● **Action item**:
Scan the listing below and copy every line holding "filename".

Data excerpts below:

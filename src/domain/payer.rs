use super::funding::FundingInstrument;
use crate::error::{InvalidPayerError, ValidationError};
use serde::{Deserialize, Serialize};
use std::fmt;
use std::str::FromStr;

#[derive(Debug, Clone, Copy, PartialEq, Eq, Serialize, Deserialize)]
#[serde(rename_all = "snake_case")]
pub enum PaymentMethod {
    CreditCard,
    Paypal,
}

impl PaymentMethod {
    pub fn as_str(&self) -> &'static str {
        match self {
            PaymentMethod::CreditCard => "credit_card",
            PaymentMethod::Paypal => "paypal",
        }
    }

    /// Whether the payer must carry funding instruments for this method.
    pub fn requires_funding(&self) -> bool {
        matches!(self, PaymentMethod::CreditCard)
    }
}

impl fmt::Display for PaymentMethod {
    fn fmt(&self, f: &mut fmt::Formatter<'_>) -> fmt::Result {
        f.write_str(self.as_str())
    }
}

impl FromStr for PaymentMethod {
    type Err = ValidationError;

    fn from_str(s: &str) -> Result<Self, Self::Err> {
        match s {
            "credit_card" => Ok(PaymentMethod::CreditCard),
            "paypal" => Ok(PaymentMethod::Paypal),
            other => Err(ValidationError::UnknownPaymentMethod(other.to_string())),
        }
    }
}

/// The party funding a payment.
#[derive(Debug, Clone, PartialEq, Eq, Serialize, Deserialize)]
#[serde(try_from = "PayerWire")]
pub struct Payer {
    payment_method: PaymentMethod,
    #[serde(skip_serializing_if = "Vec::is_empty")]
    funding_instruments: Vec<FundingInstrument>,
}

#[derive(Deserialize)]
struct PayerWire {
    payment_method: PaymentMethod,
    #[serde(default)]
    funding_instruments: Vec<FundingInstrument>,
}

impl TryFrom<PayerWire> for Payer {
    type Error = InvalidPayerError;

    fn try_from(wire: PayerWire) -> Result<Self, Self::Error> {
        Self::new(wire.payment_method, wire.funding_instruments)
    }
}

impl Payer {
    pub fn new(
        payment_method: PaymentMethod,
        funding_instruments: Vec<FundingInstrument>,
    ) -> Result<Self, InvalidPayerError> {
        let payer = Self {
            payment_method,
            funding_instruments,
        };
        payer.validate()?;
        Ok(payer)
    }

    /// A credit-card payer funded by a single instrument.
    pub fn credit_card(instrument: FundingInstrument) -> Self {
        Self {
            payment_method: PaymentMethod::CreditCard,
            funding_instruments: vec![instrument],
        }
    }

    pub fn validate(&self) -> Result<(), InvalidPayerError> {
        if self.payment_method.requires_funding() && self.funding_instruments.is_empty() {
            return Err(InvalidPayerError::MissingFundingInstruments(
                self.payment_method.as_str(),
            ));
        }
        Ok(())
    }

    pub fn payment_method(&self) -> PaymentMethod {
        self.payment_method
    }

    pub fn funding_instruments(&self) -> &[FundingInstrument] {
        &self.funding_instruments
    }
}
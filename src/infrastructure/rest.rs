use crate::domain::payment::{Payment, PaymentResult};
use crate::domain::ports::{AccessToken, Authenticator, Credentials, GatewayClient};
use crate::error::{AuthError, GatewayError};
use async_trait::async_trait;
use reqwest::Client;
use reqwest::header::ACCEPT;
use secrecy::{ExposeSecret, SecretString};
use serde::Deserialize;
use tracing::debug;

pub const SANDBOX_URL: &str = "https://api.sandbox.paypal.com";
pub const LIVE_URL: &str = "https://api.paypal.com";

const TOKEN_PATH: &str = "/v1/oauth2/token";
const PAYMENTS_PATH: &str = "/v1/payments/payment";

/// Header carrying the caller's idempotency key.
pub const REQUEST_ID_HEADER: &str = "PayPal-Request-Id";

/// Gateway adapter speaking the REST payments API over HTTPS.
///
/// Implements both [`Authenticator`] (client-credentials token exchange) and
/// [`GatewayClient`] (payment creation). Every call is a single HTTP request:
/// the adapter performs no retries and keeps no token cache, so callers that
/// want either must build it on top.
///
/// Cloning is cheap and shares the underlying connection pool.
#[derive(Clone)]
pub struct RestGateway {
    client: Client,
    base_url: String,
}

#[derive(Deserialize)]
struct TokenResponse {
    access_token: String,
    #[serde(default)]
    expires_in: Option<u64>,
}

impl RestGateway {
    /// Creates an adapter for the given API root, e.g. [`SANDBOX_URL`].
    pub fn new(base_url: impl Into<String>) -> Self {
        Self {
            client: Client::new(),
            base_url: base_url.into().trim_end_matches('/').to_string(),
        }
    }

    /// Replaces the default HTTP client, e.g. to set proxy or TLS options.
    pub fn with_client(mut self, client: Client) -> Self {
        self.client = client;
        self
    }

    pub fn base_url(&self) -> &str {
        &self.base_url
    }

    fn url(&self, path: &str) -> String {
        format!("{}{}", self.base_url, path)
    }
}

#[async_trait]
impl Authenticator for RestGateway {
    async fn access_token(
        &self,
        client_id: &str,
        client_secret: &SecretString,
    ) -> Result<AccessToken, AuthError> {
        let response = self
            .client
            .post(self.url(TOKEN_PATH))
            .basic_auth(client_id, Some(client_secret.expose_secret()))
            .header(ACCEPT, "application/json")
            .form(&[("grant_type", "client_credentials")])
            .send()
            .await
            .map_err(|e| AuthError::Network(e.to_string()))?;

        let status = response.status();
        let body = response
            .text()
            .await
            .map_err(|e| AuthError::Network(e.to_string()))?;
        if !status.is_success() {
            return Err(AuthError::Rejected {
                status: status.as_u16(),
                body,
            });
        }

        let token: TokenResponse =
            serde_json::from_str(&body).map_err(|e| AuthError::MalformedResponse(e.to_string()))?;
        debug!(expires_in = ?token.expires_in, "Obtained access token");

        let access_token = AccessToken::new(token.access_token);
        Ok(match token.expires_in {
            Some(seconds) => access_token.with_expires_in(seconds),
            None => access_token,
        })
    }
}

#[async_trait]
impl GatewayClient for RestGateway {
    async fn submit(
        &self,
        payment: &Payment,
        credentials: &Credentials,
    ) -> Result<PaymentResult, GatewayError> {
        let mut request = self
            .client
            .post(self.url(PAYMENTS_PATH))
            .bearer_auth(credentials.access_token().expose())
            .json(payment);
        if let Some(request_id) = credentials.request_id() {
            request = request.header(REQUEST_ID_HEADER, request_id);
        }

        debug!(base_url = %self.base_url, intent = %payment.intent(), "Submitting payment");
        let response = request.send().await.map_err(network_error)?;

        let status = response.status();
        let body = response.text().await.map_err(network_error)?;
        if !status.is_success() {
            return Err(GatewayError::Status {
                status: status.as_u16(),
                body,
            });
        }

        let raw: serde_json::Value =
            serde_json::from_str(&body).map_err(|e| GatewayError::MalformedResponse {
                reason: e.to_string(),
                body: body.clone(),
            })?;
        PaymentResult::from_response(raw).ok_or_else(|| GatewayError::MalformedResponse {
            reason: "response has no id or state".to_string(),
            body,
        })
    }
}

fn network_error(err: reqwest::Error) -> GatewayError {
    GatewayError::Network(err.to_string())
}

#[cfg(test)]
mod tests {
    use super::*;

    #[test]
    fn test_base_url_trailing_slash_is_trimmed() {
        let gateway = RestGateway::new("https://api.sandbox.paypal.com/");
        assert_eq!(gateway.base_url(), SANDBOX_URL);
        assert_eq!(
            gateway.url(PAYMENTS_PATH),
            "https://api.sandbox.paypal.com/v1/payments/payment"
        );
    }
}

End of Data excerpts.

● **Task solution**:
filename src/domain/payer.rs
filename src/infrastructure/rest.rs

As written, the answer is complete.